如何计算巢列表中的项目？

Question

I'm trying to figure out how to count the number of items in a nest list. I'm stuck at how to even begin this. For example if I were to do NestLst([]) it would print 0 but if I do

NestLst([[2, [[9]], [1]], [[[[5]]], ['hat', 'bat'], [3.44], ['hat', ['bat']]]]

it would return 9. Any help on how to begin this or how to do this would be great.

Thanks!

Answer 1

import collections
def NestLst(seq):
    if isinstance(seq, str) or not isinstance(seq, collections.Iterable):
        return 1
    return sum(NestLst(x) for x in seq)

>>> NestLst([[2, [[9]], [1]], [[[[5]]], ['hat', 'bat'], [3.44], ['hat', ['bat']]]])
9

Answer 2

def total_length(l):
    if isinstance(l, list):
        return sum(total_length(x) for x in l)
    else:
        return 1

Answer 3

Your question contains the keyword: recursively . Create a function that iterates over the list and if it finds a non-list item, adds one to the count, and if it finds a list, calls itself recusively.
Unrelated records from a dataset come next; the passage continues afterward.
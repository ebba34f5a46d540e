//! Boundary to the BACnet protocol engine.
//!
//! The bridge never encodes frames itself. Everything it needs from the
//! network goes through [`BacnetApp`], and every change-of-value
//! subscription is a [`CovContext`] that the bridge owns exclusively until it
//! calls [`CovContext::close`].

use crate::local_object::LocalObject;
use crate::BridgeError;
use async_trait::async_trait;
use bacbridge_core::types::object_id::MAX_INSTANCE;
use bacbridge_core::types::{ObjectId, ObjectType, PropertyId};
use bacbridge_core::BacnetValue;
use std::sync::Arc;
use std::time::Duration;

/// Scope of a Who-Is request.
#[derive(Debug, Clone, Copy, PartialEq, Eq)]
pub enum WhoIsTarget {
    /// The engine's default (local) broadcast.
    Default,
    /// Global broadcast across all networks (`*:*`).
    GlobalBroadcast,
}

/// One I-Am response as reported by the engine.
#[derive(Debug, Clone, PartialEq)]
pub struct IAm {
    /// Device identifier as decoded by the engine; usually an object id, but
    /// some stacks hand over text or bare numbers.
    pub device_identifier: BacnetValue,
    /// Source address of the response.
    pub source: Option<String>,
}

impl IAm {
    pub fn new(instance: u32, source: impl Into<String>) -> Self {
        Self {
            device_identifier: BacnetValue::ObjectId(ObjectId::device(instance)),
            source: Some(source.into()),
        }
    }

    pub fn device_instance(&self) -> Option<u32> {
        device_instance_from_identifier(&self.device_identifier)
    }
}

/// Extracts a device instance from the many shapes a device identifier
/// takes: an object id, `device,1001` / `device:1001` text, a bare number or a
/// `[type, instance]` pair.
pub fn device_instance_from_identifier(value: &BacnetValue) -> Option<u32> {
    let instance = match value {
        BacnetValue::ObjectId(id) if id.object_type() == ObjectType::Device => id.instance(),
        BacnetValue::Unsigned(instance) => *instance,
        BacnetValue::CharacterString(text) => {
            let text = text.trim();
            if let Ok(id) = text.parse::<ObjectId>() {
                return (id.object_type() == ObjectType::Device).then_some(id.instance());
            }
            let digits: String = text
                .chars()
                .rev()
                .take_while(char::is_ascii_digit)
                .collect::<Vec<_>>()
                .into_iter()
                .rev()
                .collect();
            let prefix = text[..text.len() - digits.len()].trim();
            let prefix_ok = prefix.is_empty()
                || prefix
                    .trim_end_matches([',', ':'])
                    .trim()
                    .eq_ignore_ascii_case("device");
            if !prefix_ok {
                return None;
            }
            digits.parse().ok()?
        }
        BacnetValue::List(items) if items.len() == 2 => items[1].as_u32()?,
        _ => return None,
    };
    (instance <= MAX_INSTANCE).then_some(instance)
}

/// Parameters of a SubscribeCOV request.
#[derive(Debug, Clone, PartialEq, Eq)]
pub struct CovRequest {
    pub address: String,
    pub object_id: ObjectId,
    pub subscriber_process_id: u32,
    pub issue_confirmed: bool,
    pub lifetime_seconds: u32,
}

/// An open change-of-value subscription.
#[async_trait]
pub trait CovContext: Send {
    /// Waits for the next `(property, value)` notification. An error ends the
    /// subscription.
    async fn next_value(&mut self) -> Result<(PropertyId, BacnetValue), BridgeError>;

    /// Releases the subscription. Implementations must cancel every task,
    /// timer or handle they own before returning; calling `close` twice is
    /// allowed.
    async fn close(&mut self);
}

/// The BACnet protocol engine as seen by the bridge.
#[async_trait]
pub trait BacnetApp: Send + Sync {
    /// Broadcasts Who-Is and collects I-Am responses for `wait`.
    async fn who_is(&self, target: WhoIsTarget, wait: Duration) -> Result<Vec<IAm>, BridgeError>;

    async fn read_property(
        &self,
        address: &str,
        object_id: ObjectId,
        property_id: PropertyId,
        array_index: Option<u32>,
    ) -> Result<BacnetValue, BridgeError>;

    /// Reads several properties of one object. Properties the device answers
    /// with an error come back as [`BacnetValue::Null`].
    async fn read_property_multiple(
        &self,
        _address: &str,
        _object_id: ObjectId,
        _property_ids: &[PropertyId],
    ) -> Result<Vec<(PropertyId, BacnetValue)>, BridgeError> {
        Err(BridgeError::Unsupported("read-property-multiple"))
    }

    async fn write_property(
        &self,
        address: &str,
        object_id: ObjectId,
        property_id: PropertyId,
        value: BacnetValue,
        priority: Option<u8>,
    ) -> Result<(), BridgeError>;

    /// Opens a change-of-value subscription. Fails with
    /// [`BridgeError::ExistingContext`] when the engine already holds a
    /// context for the same process identifier and object.
    async fn subscribe_cov(&self, _request: CovRequest) -> Result<Box<dyn CovContext>, BridgeError> {
        Err(BridgeError::Unsupported("subscribe-cov"))
    }

    /// Registers a locally served object.
    fn add_object(&self, object: Arc<LocalObject>) -> Result<(), BridgeError>;
}

#[cfg(test)]
mod tests {
    use super::{device_instance_from_identifier, IAm};
    use bacbridge_core::types::{ObjectId, ObjectType};
    use bacbridge_core::BacnetValue;

    #[test]
    fn device_instances_from_various_shapes() {
        assert_eq!(IAm::new(1001, "10.0.0.5").device_instance(), Some(1001));
        assert_eq!(device_instance_from_identifier(&"device,77".into()), Some(77));
        assert_eq!(device_instance_from_identifier(&"Device: 78".into()), Some(78));
        assert_eq!(device_instance_from_identifier(&"79".into()), Some(79));
        assert_eq!(device_instance_from_identifier(&BacnetValue::Unsigned(80)), Some(80));
        assert_eq!(
            device_instance_from_identifier(&BacnetValue::List(vec![
                BacnetValue::Enumerated(8),
                BacnetValue::Unsigned(81),
            ])),
            Some(81)
        );
    }

    #[test]
    fn rejects_non_device_identifiers() {
        let analog = BacnetValue::ObjectId(ObjectId::new(ObjectType::AnalogInput, 5));
        assert_eq!(device_instance_from_identifier(&analog), None);
        assert_eq!(device_instance_from_identifier(&"analog-input,5".into()), None);
        assert_eq!(device_instance_from_identifier(&"garbage".into()), None);
        assert_eq!(device_instance_from_identifier(&BacnetValue::Null), None);
        assert_eq!(device_instance_from_identifier(&BacnetValue::Unsigned(5_000_000)), None);
    }
}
The issue with your code its that you are using length instead of a recursive call.

Here is a pythonic pseudocode:

def count(list):
    answer = 0
    for item in list:
        if item is not a list:
            answer += 1
        else:
            answer += number of items in the sublist (recursion will be useful here)

Answer 4

You could try to recursively call reduce() . Something like that:

>>> def accumulator(x,y):
...     if isinstance(y, list):
...         return reduce(accumulator,y,x)
...     else:
...         return x+1
... 
>>> reduce(accumulator, [10,20,30,40] ,0)
4
>>> reduce(accumulator, [10,[20,30],40] ,0)
4
>>> reduce(accumulator, [10,20,30,40,[]] ,0)
4
>>> reduce(accumulator, [10,[20,[30,[40]]]] ,0)
4
>>> reduce(accumulator, [10*i for i in range(1,5)] ,0)
4

Some notices:

• empty collections will count for 0 items (see last example)
• the 0 at the end the the reduce() call is the initial value. This might be a pitfall since when omitting it you still have a valid call, but the result will not be what you want. I strongly suggest wrapping the initial call in an utility function.